Ein Moment der Unachtsamkeit, ein folgenschwerer Sturz – und plötzlich geht es um die Frage, wer für die Schäden am geliehenen Elektrorollstuhl aufkommen muss. Ein Gericht in Hattingen hat nun entschieden, ob Patienten nach einem solchen Missgeschick zur Kasse gebeten werden dürfen, oder ob die Kostenübernahme anders geregelt ist. Ein Urteil, das für viele Betroffene von großer Bedeutung sein könnte. Zum vorliegenden Urteil Az.: 11 C 88/22 | | Kontakt
Das Wichtigste in Kürze
- Gericht: AG Hattingen
- Datum: 16.06.2023
- Aktenzeichen: 11 C 88/22
- Verfahrensart: Zivilklage wegen Vergütungsstreits im Rahmen eines Hilfsmittelvertrages
- Rechtsbereiche: Vertragsrecht, Sozialrecht
- Beteiligte Parteien:
- Klägerin: Anbieterin von Hilfsmitteln, die im Rahmen eines Rahmenvertrages mit der pp leihweise Hilfsmittel an Versicherte überlässt und für die damit verbundenen Dienst- und Serviceleistungen – einschließlich Reparaturen – eine Vergütung fordert
- Beklagter: Versicherter bei der pp, der sich gegen die Zahlung der Reparaturvergütung eines Elektrorollstuhls wehrt
- Um was ging es?
- Sachverhalt: Streit über die Vergütung der Reparatur eines Elektrorollstuhls; im Rahmen des bestehenden Vertrages wird Hilfsmittel leihweise überlassen und eine Versorgungspauschale vereinbart, die auch Reparaturleistungen beinhalten soll, wobei bei grober Fahrlässigkeit oder mutwilliger Beschädigung gesonderte Abrechnungen möglich sind
- Kern des Rechtsstreits: Ob die Reparaturkosten des Elektrorollstuhls durch die vertraglich vereinbarte Versorgungspauschale abgedeckt sind oder zusätzlich gesondert zu vergüten sind
- Was wurde entschieden?
- Entscheidung: Die Klage wurde abgewiesen; die Klägerin trägt die Kosten des Rechtsstreits, und das Urteil ist vorläufig vollstreckbar, wobei Sicherheitsleistungen in Höhe von 110 % des vollstreckbaren Betrags zu erbringen sind, um die Zwangsvollstreckung abzuwenden
- Folgen: Die Klägerin muss die anfallenden Gerichtskosten tragen; das Urteil sichert die Vorläufige Vollstreckbarkeit und stellt klar, dass zur Abwendung einer Zwangsvollstreckung entsprechende Sicherheitsleistungen zu erbringen sind
Der Fall vor Gericht
Gerichtsurteil zum Elektrorollstuhl: Wer trägt die Reparaturkosten nach einem Unfall?
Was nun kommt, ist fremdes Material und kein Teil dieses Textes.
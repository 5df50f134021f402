//! Anchor-window strategy: read a value a fixed number of lines below an anchor.

use super::patterns::{split_lines, LABEL_PREFIX};
use super::{Strategy, ANCHOR_WINDOW_CONFIDENCE};
use crate::models::field::{Evidence, FieldResult};

/// Lines to skip past the anchor when the rule does not say.
pub const DEFAULT_LINES_AFTER: usize = 1;

#[derive(Debug, Clone, PartialEq, Eq)]
pub struct AnchorWindowStrategy {
    pub anchor: String,
    pub lines_after: usize,
}

impl AnchorWindowStrategy {
    pub fn new(anchor: impl Into<String>, lines_after: usize) -> Self {
        Self {
            anchor: anchor.into(),
            lines_after,
        }
    }
}

impl Strategy for AnchorWindowStrategy {
    fn apply(&self, text: &str) -> FieldResult {
        let lines = split_lines(text);
        let needle = self.anchor.to_lowercase();

        let Some(line) = lines
            .iter()
            .position(|l| l.to_lowercase().contains(&needle))
        else {
            return FieldResult::missing(Evidence::AnchorNotFound {
                anchor: self.anchor.clone(),
            });
        };

        let picked = line.saturating_add(self.lines_after).min(lines.len() - 1);
        let candidate = LABEL_PREFIX.replace(lines[picked].trim(), "");

        FieldResult::found(
            candidate.trim(),
            ANCHOR_WINDOW_CONFIDENCE,
            Evidence::AnchorWindow {
                anchor: self.anchor.clone(),
                line,
                picked,
            },
        )
    }
}

#[cfg(test)]
mod tests {
    use super::*;

    #[test]
    fn test_strips_bullet_prefix() {
        let text = "Total Due\n- $1,200.00\nfooter";
        let result = AnchorWindowStrategy::new("Total Due", 1).apply(text);

        assert_eq!(result.value.as_deref(), Some("$1,200.00"));
        assert_eq!(result.confidence, ANCHOR_WINDOW_CONFIDENCE);
        assert_eq!(
            result.evidence,
            Evidence::AnchorWindow {
                anchor: "Total Due".to_string(),
                line: 0,
                picked: 1,
            }
        );
    }

    #[test]
    fn test_anchor_match_is_case_insensitive_substring() {
        let text = "header\nThe TOTAL DUE amount is\n: 99.00";
        let result = AnchorWindowStrategy::new("total due", 1).apply(text);
        assert_eq!(result.value.as_deref(), Some("99.00"));
    }

    #[test]
    fn test_first_anchor_line_wins() {
        let text = "Lessee\nAcme Corp\nLessee\nOther Co";
        let result = AnchorWindowStrategy::new("Lessee", 1).apply(text);
        assert_eq!(result.value.as_deref(), Some("Acme Corp"));
    }

    #[test]
    fn test_offset_clamped_to_last_line() {
        let text = "intro\nMaturity Date\n  • 01/01/2030  ";
        let result = AnchorWindowStrategy::new("Maturity Date", 5).apply(text);

        assert_eq!(result.value.as_deref(), Some("01/01/2030"));
        assert!(matches!(result.evidence, Evidence::AnchorWindow { line: 1, picked: 2, .. }));
    }

    #[test]
    fn test_zero_offset_reads_anchor_line() {
        let result = AnchorWindowStrategy::new("Rate", 0).apply("Rate: 5%");
        assert_eq!(result.value.as_deref(), Some("Rate: 5%"));
    }

    #[test]
    fn test_anchor_missing() {
        let result = AnchorWindowStrategy::new("Security Deposit", 1).apply("Rent\n$900");

        assert_eq!(result.value, None);
        assert_eq!(result.confidence, 0.0);
        assert_eq!(
            result.evidence,
            Evidence::AnchorNotFound {
                anchor: "Security Deposit".to_string()
            }
        );
    }
}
In einem aktuellen Urteil des Amtsgerichts Hattingen (Az.: 11 C 88/22) wurde ein Fall verhandelt, der viele Menschen betrifft, die auf einen Elektrorollstuhl angewiesen sind. Im Zentrum stand die Frage, wer für die Reparaturkosten aufkommen muss, wenn ein geliehener Elektrorollstuhl bei einem Unfall beschädigt wird. Das Gericht musste entscheiden, ob ein Versicherter einer Krankenkasse die Kosten für die Reparatur eines Leihrollstuhls selbst tragen muss, oder ob diese durch die Versorgungspauschale der Krankenkasse abgedeckt sind.
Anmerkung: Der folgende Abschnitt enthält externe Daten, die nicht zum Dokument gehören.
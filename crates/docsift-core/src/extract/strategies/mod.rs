//! Field extraction strategies.
//!
//! Each field of a variant names one strategy kind plus its parameters.
//! Configuration is turned into a [`FieldStrategyConfig`] once, when the
//! rule set is built; applying it to a document never fails, it only
//! produces a [`FieldResult`] with a value or an explanation.

mod anchor_window;
mod regex_list;
pub mod patterns;

pub use anchor_window::AnchorWindowStrategy;
pub use regex_list::RegexStrategy;

use serde_json::Value;

use crate::error::StrategyConfigError;
use crate::models::field::{Evidence, FieldResult};

/// Confidence reported for a regex match.
pub const REGEX_CONFIDENCE: f32 = 0.85;
/// Confidence reported for a literal value.
pub const LITERAL_CONFIDENCE: f32 = 0.99;
/// Confidence reported for an anchor-window pick.
pub const ANCHOR_WINDOW_CONFIDENCE: f32 = 0.7;

/// Trait for field extraction strategies.
pub trait Strategy {
    /// Run the strategy against document text.
    fn apply(&self, text: &str) -> FieldResult;
}

/// Returns a configured value regardless of the document.
#[derive(Debug, Clone, PartialEq, Eq)]
pub struct LiteralStrategy {
    pub value: String,
}

impl Strategy for LiteralStrategy {
    fn apply(&self, _text: &str) -> FieldResult {
        FieldResult::found(self.value.clone(), LITERAL_CONFIDENCE, Evidence::Literal)
    }
}

/// A validated strategy configuration, one case per supported kind.
#[derive(Debug, Clone)]
pub enum FieldStrategyConfig {
    Regex(RegexStrategy),
    Literal(LiteralStrategy),
    AnchorWindow(AnchorWindowStrategy),
}

impl FieldStrategyConfig {
    /// Build a regex strategy; patterns are tried in the given order.
    pub fn regex<I, S>(patterns: I) -> Result<Self, StrategyConfigError>
    where
        I: IntoIterator<Item = S>,
        S: AsRef<str>,
    {
        RegexStrategy::new(patterns).map(Self::Regex)
    }

    pub fn literal(value: impl Into<String>) -> Self {
        Self::Literal(LiteralStrategy {
            value: value.into(),
        })
    }

    pub fn anchor_window(anchor: impl Into<String>, lines_after: usize) -> Self {
        Self::AnchorWindow(AnchorWindowStrategy::new(anchor, lines_after))
    }

    /// Parse one entry of a variant's `extract.fields` section.
    ///
    /// The entry is an object whose `strategy` key selects the kind; the
    /// remaining keys are kind-specific parameters.
    pub fn from_value(value: &Value) -> Result<Self, StrategyConfigError> {
        let kind = value
            .get("strategy")
            .and_then(Value::as_str)
            .ok_or(StrategyConfigError::MissingKind)?;

        match kind {
            "regex" => {
                let patterns = value
                    .get("patterns")
                    .and_then(Value::as_array)
                    .ok_or_else(|| invalid("regex", "patterns", "expected a list of strings"))?;
                let patterns = patterns
                    .iter()
                    .map(|p| {
                        p.as_str()
                            .ok_or_else(|| invalid("regex", "patterns", "expected a list of strings"))
                    })
                    .collect::<Result<Vec<_>, _>>()?;
                Self::regex(patterns)
            }
            "literal" => match value.get("value") {
                Some(Value::String(s)) => Ok(Self::literal(s.clone())),
                Some(v @ (Value::Number(_) | Value::Bool(_))) => Ok(Self::literal(v.to_string())),
                _ => Err(invalid("literal", "value", "expected a string, number or bool")),
            },
            "anchor_window" => {
                let anchor = value
                    .get("anchor")
                    .and_then(Value::as_str)
                    .filter(|a| !a.is_empty())
                    .ok_or_else(|| invalid("anchor_window", "anchor", "expected a non-empty string"))?;
                let lines_after = match value.get("window_lines_after") {
                    None | Some(Value::Null) => anchor_window::DEFAULT_LINES_AFTER,
                    Some(v) => v
                        .as_u64()
                        .and_then(|n| usize::try_from(n).ok())
                        .ok_or_else(|| {
                            invalid("anchor_window", "window_lines_after", "expected a non-negative integer")
                        })?,
                };
                Ok(Self::anchor_window(anchor, lines_after))
            }
            other => Err(StrategyConfigError::UnknownKind(other.to_string())),
        }
    }

    /// The configuration name of this strategy kind.
    pub fn kind(&self) -> &'static str {
        match self {
            Self::Regex(_) => "regex",
            Self::Literal(_) => "literal",
            Self::AnchorWindow(_) => "anchor_window",
        }
    }
}

impl Strategy for FieldStrategyConfig {
    fn apply(&self, text: &str) -> FieldResult {
        match self {
            Self::Regex(s) => s.apply(text),
            Self::Literal(s) => s.apply(text),
            Self::AnchorWindow(s) => s.apply(text),
        }
    }
}

/// Apply a strategy configuration to document text.
pub fn apply(config: &FieldStrategyConfig, text: &str) -> FieldResult {
    config.apply(text)
}

fn invalid(kind: &'static str, param: &'static str, reason: &str) -> StrategyConfigError {
    StrategyConfigError::InvalidParameter {
        kind,
        param,
        reason: reason.to_string(),
    }
}

#[cfg(test)]
mod tests {
    use super::*;
    use serde_json::json;

    #[test]
    fn test_literal_ignores_text() {
        let config = FieldStrategyConfig::literal("USD");
        for text in ["", "anything at all", "Currency: EUR"] {
            let result = apply(&config, text);
            assert_eq!(result.value.as_deref(), Some("USD"));
            assert_eq!(result.confidence, LITERAL_CONFIDENCE);
            assert_eq!(result.evidence, Evidence::Literal);
        }
    }

    #[test]
    fn test_from_value_kinds() {
        let regex = FieldStrategyConfig::from_value(&json!({
            "strategy": "regex",
            "patterns": ["Loan Number: (\\w+)"]
        }))
        .unwrap();
        assert_eq!(regex.kind(), "regex");

        let literal = FieldStrategyConfig::from_value(&json!({
            "strategy": "literal",
            "value": 12
        }))
        .unwrap();
        assert_eq!(apply(&literal, "").value.as_deref(), Some("12"));

        let window = FieldStrategyConfig::from_value(&json!({
            "strategy": "anchor_window",
            "anchor": "Total Due"
        }))
        .unwrap();
        match window {
            FieldStrategyConfig::AnchorWindow(s) => assert_eq!(s.lines_after, 1),
            other => panic!("unexpected strategy {:?}", other),
        }
    }

    #[test]
    fn test_from_value_unknown_kind() {
        let err = FieldStrategyConfig::from_value(&json!({
            "strategy": "table_cell",
            "column": 3
        }))
        .unwrap_err();
        assert_eq!(err, StrategyConfigError::UnknownKind("table_cell".to_string()));
        assert_eq!(err.to_string(), "unknown strategy table_cell");
    }

    #[test]
    fn test_from_value_malformed() {
        assert_eq!(
            FieldStrategyConfig::from_value(&json!({ "patterns": [] })).unwrap_err(),
            StrategyConfigError::MissingKind
        );
        assert!(matches!(
            FieldStrategyConfig::from_value(&json!({ "strategy": "regex" })),
            Err(StrategyConfigError::InvalidParameter { param: "patterns", .. })
        ));
        assert!(matches!(
            FieldStrategyConfig::from_value(&json!({ "strategy": "regex", "patterns": ["(unclosed"] })),
            Err(StrategyConfigError::InvalidPattern { .. })
        ));
        assert!(matches!(
            FieldStrategyConfig::from_value(&json!({
                "strategy": "anchor_window",
                "anchor": "Total",
                "window_lines_after": -1
            })),
            Err(StrategyConfigError::InvalidParameter { param: "window_lines_after", .. })
        ));
        assert!(matches!(
            FieldStrategyConfig::from_value(&json!({ "strategy": "literal" })),
            Err(StrategyConfigError::InvalidParameter { param: "value", .. })
        ));
    }
}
Der Sachverhalt: Unfall mit Leihrollstuhl an Bushaltestelle
Der Beklagte, ein Versicherter der „pp“, hatte von der Klägerin, einem Hilfsmittelversorger, einen Elektrorollstuhl leihweise erhalten. Dies geschah im Rahmen eines Rahmenvertrages zwischen der Klägerin und der „pp“, seiner Krankenkasse. Der Vertrag regelte die Versorgung von Versicherten mit Hilfsmitteln. Eigentümerin des Rollstuhls blieb die Klägerin, während die Krankenkasse für die leihweise Überlassung eine Versorgungspauschale an die Klägerin zahlte. Zu dem Unfall kam es, als der Beklagte mit dem Elektrorollstuhl an einer Bushaltestelle entlangfuhr….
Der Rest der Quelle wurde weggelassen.